Кому из них позвонить-то? Наверное, Тоське, она все-таки самая вежливая из всего этого прайда.
– Да! – нетерпеливо сказала трубка Тоськиным голосом с Пулькиной интонацией.
– Привет, Тонь, это брат Полины… Узнала?
– Да, – еще нетерпеливее сказала Тоська. – Коротко и по делу. Мне некогда.
Некогда ей! Занята она! Интересно, чем это таким срочным могут быть заняты четырнадцатилетние бездельницы посреди летних каникул?! Бэтээр с трудом задавил в себе новый приступ бешенства и как можно спокойнее сказал:
– Полина оставила записку, что поехала к тете Наташе, а адрес я забыл. Она мне срочно нужна.
– Тетя Наташа? – ехидно спросила Тоська. Абсолютно Пулькина интонация.
– Нет, Полина, – обреченно ответил он. Собрать бы их всех вместе и выпороть. – Мне адрес тети Наташи нужен. Ты не знаешь?

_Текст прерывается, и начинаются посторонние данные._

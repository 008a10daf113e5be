//! Export logged interactions as JSON Lines for fine-tuning.
//!
//! Usage: cargo run --bin export_interactions [output.jsonl] [interactions.db]
//!
//! The database defaults to `DB_PATH` (from the environment or `.env`), then
//! `interactions.db`. The output defaults to a timestamped file in the
//! current directory.

use std::path::PathBuf;
use std::process::ExitCode;

use groqbot::chatbot::{Store, StoreOptions};
use groqbot::config::DEFAULT_DB_PATH;

#[tokio::main]
async fn main() -> ExitCode {
    let args: Vec<String> = std::env::args().collect();
    if args.len() > 3 || args.iter().any(|a| a == "-h" || a == "--help") {
        eprintln!("Usage: {} [output.jsonl] [interactions.db]", args[0]);
        eprintln!();
        eprintln!("Write every logged interaction as one {{\"prompt\",\"completion\"}} line.");
        eprintln!("An existing output file is overwritten.");
        return ExitCode::FAILURE;
    }

    tracing_subscriber::fmt()
        .with_writer(std::io::stderr)
        .with_env_filter(
            tracing_subscriber::EnvFilter::from_default_env()
                .add_directive(tracing::Level::INFO.into()),
        )
        .init();

    let _ = dotenvy::dotenv();

    let output = args.get(1).map(PathBuf::from).unwrap_or_else(|| {
        let stamp = chrono::Local::now().format("%Y%m%d-%H%M%S");
        PathBuf::from(format!("interactions-{stamp}.jsonl"))
    });
    let db_path = args
        .get(2)
        .cloned()
        .or_else(|| std::env::var("DB_PATH").ok().filter(|v| !v.is_empty()))
        .map(PathBuf::from)
        .unwrap_or_else(|| PathBuf::from(DEFAULT_DB_PATH));

    if !db_path.exists() {
        eprintln!("ERROR: database {:?} not found", db_path);
        return ExitCode::FAILURE;
    }

    let store = match Store::open(&StoreOptions::at(&db_path)) {
        Ok(store) => store,
        Err(e) => {
            eprintln!("ERROR: failed to open {:?}: {e}", db_path);
            return ExitCode::FAILURE;
        }
    };

    let code = match store.export_all(&output).await {
        Ok(written) => {
            println!("Exported {written} interactions from {:?} to {:?}", db_path, output);
            ExitCode::SUCCESS
        }
        Err(e) => {
            eprintln!("ERROR: export failed: {e}");
            ExitCode::FAILURE
        }
    };

    store.close();
    code
}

– Мужики, – презрительно буркнула Тоська. – Мрак. Адрес прямо перед тобой. Под серой ветровкой. Склероз дремучий.
И повесила трубку.
Бэтээр осторожно положил трубку, борясь со жгучим желанием грохнуть ею об пол, долго смотрел на серую Пулькину ветровку на вешалке прямо над телефоном, потом представил, что эта ветровка как раз сейчас на Пульке, и не выдержал, со всего размаху влепил ладонью по ветровке – по тому месту, где была бы Пулькина задница, если бы ветровка была на ней… Настоящего удара не получилось – скользкая невесомая ткань шарахнулась от его руки, как от ветра, а потом не спеша вернулась на место, насмешливо виляя хвостом. Бэтээр погрозил куртке кулаком, дождался, когда она перестанет вилять, и осторожно отодвинул ее в сторону. Под курткой на обоях был действительно записан адрес: «Выселки, Гагарина, 12». А под адресом крупно: «ЛЮБОВЬ!» Ничего себе, а? Это что ж там за тетя Наташа такая? А может, там не только тетя Наташа? Может, у этой тети Наташи сынок какой-нибудь? Какой-нибудь распущенный безбашенный юнец… Или вовсе никакой тети Наташи в природе не существует, и по этому адресу – целая толпа распущенных безбашенных юнцов? В пубертатном периоде!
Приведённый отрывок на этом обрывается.